Wahlkampf ist nicht die Zeit des Streites um intellektuelle Zukunftsmodelle. Es ist ein brutales Kräftemessen, bei dem zum Schluß auch ohne Bandagen gekämpft wird. Skrupellos lassen die gerissenen Parteipolitiker Grundsätze fahren, wenn es dem Ziel dient, die Macht zu erreichen. Grüne kippen radikale ökologische Forderungen, die PDS schreibt opportunistisch an Alt-Bundespräsident von Weizsäcker, um sich als marktwirtschaftlich und westlich, geläutert demokratisch feilzubieten. Zähneknirschend schlucken Schröder und Lafontaine wechselseitig die Kröten, die ihnen der jeweils andere am laufenden Band verpaßt. Schröder präsentiert sich als der hemdsärmelige Chauvi, der sozialdemokratisches Inventar um den Preis neuer Wirtschaftsfreundlichkeit zu Kleinholz verarbeitet, während Lafontaine innerparteilich, um in der SPD nicht allzu große Unruhe aufkommen zu lassen, wieder mühsam aufmöbliert, was Schröder soeben zertrümmert hat.

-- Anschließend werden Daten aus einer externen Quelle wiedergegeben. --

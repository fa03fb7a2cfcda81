/// GET /health - Liveness probe (no auth, no I/O).
pub async fn health() -> &'static str {
    "ok"
}
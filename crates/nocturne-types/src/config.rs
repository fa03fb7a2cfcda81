//! Configuration types for Nocturne.
//!
//! `NocturneConfig` represents the top-level `nocturne.toml` that enumerates
//! every port, path, and timeout the service uses. All fields have defaults;
//! relative paths are resolved against the data directory with
//! [`NocturneConfig::rooted_at`].

use std::path::{Path, PathBuf};
use std::time::Duration;

use serde::{Deserialize, Serialize};

use crate::session::SupervisionMode;
use crate::webhook::SLEEP_UPDATED;

/// Top-level configuration, loaded from `~/.nocturne/nocturne.toml`.
#[derive(Debug, Clone, Serialize, Deserialize)]
pub struct NocturneConfig {
    #[serde(default)]
    pub server: ServerConfig,

    /// JSON file holding `client_id`, `client_secret`, `webhook_secret`.
    #[serde(default = "default_credentials_path")]
    pub credentials_path: PathBuf,

    #[serde(default)]
    pub webhook: WebhookConfig,

    #[serde(default)]
    pub task: TaskConfig,

    #[serde(default)]
    pub validation: ValidationConfig,

    #[serde(default)]
    pub notify: NotifyConfig,

    #[serde(default)]
    pub monitor: MonitorConfig,
}

fn default_credentials_path() -> PathBuf {
    PathBuf::from("credentials.json")
}

impl Default for NocturneConfig {
    fn default() -> Self {
        Self {
            server: ServerConfig::default(),
            credentials_path: default_credentials_path(),
            webhook: WebhookConfig::default(),
            task: TaskConfig::default(),
            validation: ValidationConfig::default(),
            notify: NotifyConfig::default(),
            monitor: MonitorConfig::default(),
        }
    }
}

impl NocturneConfig {
    /// Resolve every relative path against `data_dir`. Absolute paths are kept.
    pub fn rooted_at(mut self, data_dir: &Path) -> Self {
        let root = |p: &mut PathBuf| {
            if p.is_relative() {
                *p = data_dir.join(&*p);
            }
        };
        root(&mut self.credentials_path);
        root(&mut self.task.instructions_path);
        root(&mut self.task.workspace);
        root(&mut self.task.summary_dir);
        root(&mut self.monitor.heartbeat_path);
        self
    }
}

/// HTTP listener settings.
#[derive(Debug, Clone, Serialize, Deserialize)]
pub struct ServerConfig {
    #[serde(default = "default_host")]
    pub host: String,
    #[serde(default = "default_port")]
    pub port: u16,
    /// Webhook bodies larger than this are rejected before verification.
    #[serde(default = "default_body_limit")]
    pub body_limit_bytes: usize,
}

fn default_host() -> String {
    "0.0.0.0".to_string()
}

fn default_port() -> u16 {
    8081
}

fn default_body_limit() -> usize {
    1024 * 1024
}

impl Default for ServerConfig {
    fn default() -> Self {
        Self {
            host: default_host(),
            port: default_port(),
            body_limit_bytes: default_body_limit(),
        }
    }
}

impl ServerConfig {
    pub fn bind_addr(&self) -> String {
        format!("{}:{}", self.host, self.port)
    }
}

/// Header names and the event type that triggers an exploration.
#[derive(Debug, Clone, Serialize, Deserialize)]
pub struct WebhookConfig {
    #[serde(default = "default_signature_header")]
    pub signature_header: String,
    #[serde(default = "default_timestamp_header")]
    pub timestamp_header: String,
    #[serde(default = "default_trigger_event")]
    pub trigger_event: String,
}

fn default_signature_header() -> String {
    "x-whoop-signature".to_string()
}

fn default_timestamp_header() -> String {
    "x-whoop-signature-timestamp".to_string()
}

fn default_trigger_event() -> String {
    SLEEP_UPDATED.to_string()
}

impl Default for WebhookConfig {
    fn default() -> Self {
        Self {
            signature_header: default_signature_header(),
            timestamp_header: default_timestamp_header(),
            trigger_event: default_trigger_event(),
        }
    }
}

/// The external exploration program and how it is launched.
#[derive(Debug, Clone, Serialize, Deserialize)]
pub struct TaskConfig {
    /// Executable to start (e.g. `bash`).
    #[serde(default = "default_task_program")]
    pub program: String,
    /// Leading arguments placed before the three positional arguments.
    #[serde(default = "default_task_args")]
    pub args: Vec<String>,
    #[serde(default = "default_instructions_path")]
    pub instructions_path: PathBuf,
    /// Duration ceiling passed to the task. Not enforced here.
    #[serde(default = "default_max_minutes")]
    pub max_minutes: u32,
    #[serde(default = "default_workspace")]
    pub workspace: PathBuf,
    #[serde(default = "default_summary_dir")]
    pub summary_dir: PathBuf,
    #[serde(default)]
    pub mode: SupervisionMode,
}

fn default_task_program() -> String {
    "bash".to_string()
}

fn default_task_args() -> Vec<String> {
    vec!["run-session.sh".to_string()]
}

fn default_instructions_path() -> PathBuf {
    PathBuf::from("explorer.md")
}

fn default_max_minutes() -> u32 {
    120
}

fn default_workspace() -> PathBuf {
    PathBuf::from("workspace")
}

fn default_summary_dir() -> PathBuf {
    PathBuf::from("explorations")
}

impl Default for TaskConfig {
    fn default() -> Self {
        Self {
            program: default_task_program(),
            args: default_task_args(),
            instructions_path: default_instructions_path(),
            max_minutes: default_max_minutes(),
            workspace: default_workspace(),
            summary_dir: default_summary_dir(),
            mode: SupervisionMode::default(),
        }
    }
}

impl TaskConfig {
    pub fn max_duration(&self) -> Duration {
        Duration::from_secs(u64::from(self.max_minutes) * 60)
    }
}

/// The optional sleep-data lookup used to confirm upstream ids.
#[derive(Debug, Clone, Serialize, Deserialize)]
pub struct ValidationConfig {
    #[serde(default = "default_true")]
    pub enabled: bool,
    #[serde(default = "default_lookup_program")]
    pub program: String,
    #[serde(default = "default_lookup_args")]
    pub args: Vec<String>,
    #[serde(default = "default_lookup_timeout")]
    pub timeout_secs: u64,
}

fn default_true() -> bool {
    true
}

fn default_lookup_program() -> String {
    "python3".to_string()
}

fn default_lookup_args() -> Vec<String> {
    vec!["whoop.py".to_string()]
}

fn default_lookup_timeout() -> u64 {
    30
}

impl Default for ValidationConfig {
    fn default() -> Self {
        Self {
            enabled: true,
            program: default_lookup_program(),
            args: default_lookup_args(),
            timeout_secs: default_lookup_timeout(),
        }
    }
}

/// Outbound completion notification.
#[derive(Debug, Clone, Serialize, Deserialize)]
pub struct NotifyConfig {
    #[serde(default = "default_notify_endpoint")]
    pub endpoint: String,
    /// Wait after process exit before reading the summary file.
    #[serde(default = "default_grace_period_ms")]
    pub grace_period_ms: u64,
    #[serde(default = "default_notify_timeout")]
    pub timeout_secs: u64,
}

fn default_notify_endpoint() -> String {
    "https://api.zo.computer/zo/ask".to_string()
}

fn default_grace_period_ms() -> u64 {
    2_000
}

fn default_notify_timeout() -> u64 {
    30
}

impl Default for NotifyConfig {
    fn default() -> Self {
        Self {
            endpoint: default_notify_endpoint(),
            grace_period_ms: default_grace_period_ms(),
            timeout_secs: default_notify_timeout(),
        }
    }
}

impl NotifyConfig {
    pub fn grace_period(&self) -> Duration {
        Duration::from_millis(self.grace_period_ms)
    }

    pub fn timeout(&self) -> Duration {
        Duration::from_secs(self.timeout_secs)
    }
}

/// Heartbeat file and self-probing watchdog.
#[derive(Debug, Clone, Serialize, Deserialize)]
pub struct MonitorConfig {
    #[serde(default = "default_true")]
    pub enabled: bool,
    #[serde(default = "default_heartbeat_path")]
    pub heartbeat_path: PathBuf,
    #[serde(default = "default_heartbeat_interval_ms")]
    pub heartbeat_interval_ms: u64,
    #[serde(default = "default_watchdog_interval_ms")]
    pub watchdog_interval_ms: u64,
    #[serde(default = "default_probe_timeout_ms")]
    pub probe_timeout_ms: u64,
}

fn default_heartbeat_path() -> PathBuf {
    PathBuf::from("heartbeat")
}

fn default_heartbeat_interval_ms() -> u64 {
    5_000
}

fn default_watchdog_interval_ms() -> u64 {
    30_000
}

fn default_probe_timeout_ms() -> u64 {
    5_000
}

impl Default for MonitorConfig {
    fn default() -> Self {
        Self {
            enabled: true,
            heartbeat_path: default_heartbeat_path(),
            heartbeat_interval_ms: default_heartbeat_interval_ms(),
            watchdog_interval_ms: default_watchdog_interval_ms(),
            probe_timeout_ms: default_probe_timeout_ms(),
        }
    }
}

impl MonitorConfig {
    pub fn heartbeat_interval(&self) -> Duration {
        Duration::from_millis(self.heartbeat_interval_ms)
    }

    pub fn watchdog_interval(&self) -> Duration {
        Duration::from_millis(self.watchdog_interval_ms)
    }

    pub fn probe_timeout(&self) -> Duration {
        Duration::from_millis(self.probe_timeout_ms)
    }
}
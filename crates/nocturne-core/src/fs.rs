//! FileSystem trait for abstracting file reads.
//!
//! Defined in nocturne-core so the dispatcher and notifier can read the
//! instructions and summary files without depending on a specific
//! filesystem implementation. The `LocalFileSystem` adapter lives in
//! nocturne-infra.

use std::path::Path;

/// Abstraction over filesystem reads.
pub trait FileSystem: Send + Sync {
    /// Read a file's content as a string.
    fn read_file(
        &self,
        path: &Path,
    ) -> impl std::future::Future<Output = Result<String, std::io::Error>> + Send;
}
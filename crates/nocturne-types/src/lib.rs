//! Shared domain types for Nocturne.
//!
//! This crate contains the domain types used across the service:
//! credentials, webhook payloads, exploration session states, configuration,
//! and their associated error types.
//!
//! Zero infrastructure dependencies -- only serde, secrecy, thiserror.

pub mod config;
pub mod credentials;
pub mod error;
pub mod session;
pub mod webhook;
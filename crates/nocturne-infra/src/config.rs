//! Configuration loader for Nocturne.
//!
//! Reads `nocturne.toml` from the data directory (`~/.nocturne/` in
//! production) and deserializes it into [`NocturneConfig`]. Falls back to
//! defaults when the file is missing or malformed. Relative paths in the
//! result are resolved against the data directory.

use std::path::{Path, PathBuf};

use nocturne_types::config::NocturneConfig;

/// Name of the config file inside the data directory.
pub const CONFIG_FILE: &str = "nocturne.toml";

/// Resolve the data directory from environment or platform defaults.
///
/// Priority:
/// 1. `NOCTURNE_DATA_DIR` environment variable
/// 2. `~/.nocturne`
/// 3. `./.nocturne`
pub fn resolve_data_dir() -> PathBuf {
    if let Ok(dir) = std::env::var("NOCTURNE_DATA_DIR") {
        return PathBuf::from(dir);
    }

    if let Some(home) = dirs::home_dir() {
        return home.join(".nocturne");
    }

    PathBuf::from(".nocturne")
}

/// Load configuration from `{data_dir}/nocturne.toml`.
///
/// - If the file does not exist, returns the defaults.
/// - If the file exists but fails to parse, logs a warning and returns the defaults.
/// - Otherwise returns the parsed config.
pub async fn load_config(data_dir: &Path) -> NocturneConfig {
    let config_path = data_dir.join(CONFIG_FILE);

    let content = match tokio::fs::read_to_string(&config_path).await {
        Ok(content) => content,
        Err(err) if err.kind() == std::io::ErrorKind::NotFound => {
            tracing::debug!("No {CONFIG_FILE} found at {}, using defaults", config_path.display());
            return NocturneConfig::default().rooted_at(data_dir);
        }
        Err(err) => {
            tracing::warn!("Failed to read {}: {err}, using defaults", config_path.display());
            return NocturneConfig::default().rooted_at(data_dir);
        }
    };

    match toml::from_str::<NocturneConfig>(&content) {
        Ok(config) => config.rooted_at(data_dir),
        Err(err) => {
            tracing::warn!(
                "Failed to parse {}: {err}, using defaults",
                config_path.display()
            );
            NocturneConfig::default().rooted_at(data_dir)
        }
    }
}
//! CLI command definitions for the `nocturne` binary.
//!
//! Uses clap derive macros for argument parsing. Settings that also live in
//! `nocturne.toml` can be overridden per invocation with flags or the
//! matching `NOCTURNE_*` environment variables.

pub mod sign;
pub mod status;
pub mod trigger;

use std::path::PathBuf;

use clap::{Args, Parser, Subcommand};
use clap_complete::Shell;
use nocturne_types::config::NocturneConfig;
use nocturne_types::session::SupervisionMode;
use secrecy::SecretString;

/// Sleep-triggered night exploration service.
#[derive(Parser)]
#[command(name = "nocturne", version, about, long_about = None)]
#[command(propagate_version = true)]
pub struct Cli {
    /// Output machine-readable JSON instead of styled text.
    #[arg(long, global = true)]
    pub json: bool,

    /// Suppress all output except errors.
    #[arg(long, global = true)]
    pub quiet: bool,

    /// Detailed output (-v for verbose, -vv for debug/trace).
    #[arg(short, long, action = clap::ArgAction::Count, global = true)]
    pub verbose: u8,

    /// Also export spans through OpenTelemetry (stdout exporter).
    #[arg(long, global = true)]
    pub otel: bool,

    #[command(subcommand)]
    pub command: Commands,
}

#[derive(Subcommand)]
pub enum Commands {
    /// Run the webhook receiver.
    Serve {
        /// Port to listen on.
        #[arg(short, long, env = "NOCTURNE_PORT")]
        port: Option<u16>,

        /// Host to bind to.
        #[arg(long)]
        host: Option<String>,

        /// Disable the heartbeat file and health watchdog.
        #[arg(long)]
        no_monitor: bool,

        #[command(flatten)]
        overrides: Overrides,
    },

    /// Start one exploration by hand.
    Trigger {
        /// Trigger id. Defaults to `manual-<epoch millis>`.
        id: Option<String>,

        #[command(flatten)]
        overrides: Overrides,
    },

    /// Show when the running service last wrote its heartbeat.
    Status,

    /// Compute the signature header for a webhook delivery.
    Sign {
        /// Value of the timestamp header.
        #[arg(long)]
        timestamp: String,

        /// Request body.
        #[arg(long, conflicts_with = "body_file", required_unless_present = "body_file")]
        body: Option<String>,

        /// Read the request body from a file.
        #[arg(long)]
        body_file: Option<PathBuf>,

        /// Credential file holding the webhook secret.
        #[arg(long, env = "NOCTURNE_CREDS_PATH")]
        creds: Option<PathBuf>,
    },

    /// Generate shell completions.
    Completions {
        /// Shell to generate completions for.
        shell: Shell,
    },
}

/// Options shared by commands that may launch an exploration.
#[derive(Args, Clone, Default)]
pub struct Overrides {
    /// Credential file location.
    #[arg(long, env = "NOCTURNE_CREDS_PATH")]
    pub creds: Option<PathBuf>,

    /// Bearer token for the notification API.
    #[arg(long, env = "NOCTURNE_NOTIFY_TOKEN", hide_env_values = true)]
    pub notify_token: Option<String>,

    /// Detached or supervised exploration launch.
    #[arg(long)]
    pub mode: Option<SupervisionMode>,
}

impl Overrides {
    /// Apply the flags on top of the loaded config and return the token.
    pub fn apply(self, config: &mut NocturneConfig) -> Option<SecretString> {
        if let Some(creds) = self.creds {
            config.credentials_path = creds;
        }
        if let Some(mode) = self.mode {
            config.task.mode = mode;
        }
        self.notify_token
            .filter(|t| !t.is_empty())
            .map(SecretString::from)
    }
}
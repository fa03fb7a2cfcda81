//! Trust policy for trigger identifiers.

use chrono::{DateTime, Utc};
use nocturne_types::session::TrustDecision;

const MANUAL_PREFIX: &str = "manual";
const SCHEDULED_PREFIX: &str = "scheduled";
const TEST_MARKER: &str = "test";

/// Decide whether a trigger id needs upstream confirmation.
///
/// Local invocations (`manual*`, `scheduled*`, or exactly `test`) are trusted
/// unconditionally. Anything else is an upstream sleep id.
pub fn classify_trigger(trigger_id: &str) -> TrustDecision {
    if trigger_id.starts_with(MANUAL_PREFIX)
        || trigger_id.starts_with(SCHEDULED_PREFIX)
        || trigger_id == TEST_MARKER
    {
        TrustDecision::Trusted
    } else {
        TrustDecision::NeedsLookup
    }
}

/// Trigger id for a manual invocation started at `now`.
pub fn manual_trigger_id(now: DateTime<Utc>) -> String {
    format!("{MANUAL_PREFIX}-{}", now.timestamp_millis())
}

Die Präsentation von Fachleuten und Quereinsteigern an der Partei vorbei ist etwas Neues im betonierten Parteienstaat Deutschland. Schröder hat hier einen richtigen Impuls gegeben. Nun war die Union unter Zugzwang. Nicht anders zu erklären ist, daß Kohl plötzlich den früheren Erzrivalen Lothar Späth als wirtschaftspolitischen Berater aus dem Ärmel zieht.

Was soll uns das signalisieren? Marketingmäßig soll die "Botschaft rüberkommen", daß Kohl gar nicht so verbohrt ist, wie er immer dargestellt wird. Nein, er reicht selbst dem erbittertsten Gegner wieder die Hand zur Versöhnung. Er hatte ja schon den "Rambo der Bild-Zeitung", Hans-Hermann Tiedje als PR-Berater in sein Team geholt, der nun täglich im auflagenstärksten Boulevardblatt Anzeigen mit saftigen Schlagzeilen textet: "Führung in einer Welt voller Sorge. Bundeskanzler Kohl". Kanzler-Liebling Tiedje war einst bei Kohl in tiefe Ungnade gefallen, weil er den Regierungschef auf einer Bild-Titelseite als "Umfaller" in der Steuerpolitik bezeichnet hatte.

Weiterhin soll die Nominierung von Späth zeigen, daß neuerdings wirtschaftspolitischer Sachverstand gefragt ist in der Bundesregierung. Und es soll die Kompetenz der Union beim Thema "Aufbau Ost" unterstreichen, da Späth sich einen Namen mit der drastischen Sanierung des Jenaer Optikkonzerns "Jenoptik" gemacht hat.

Der Endspurt des Wahlkampfes wird spannend. Die Chancen der Union auf einen Wahlsieg werden aber immer dünner.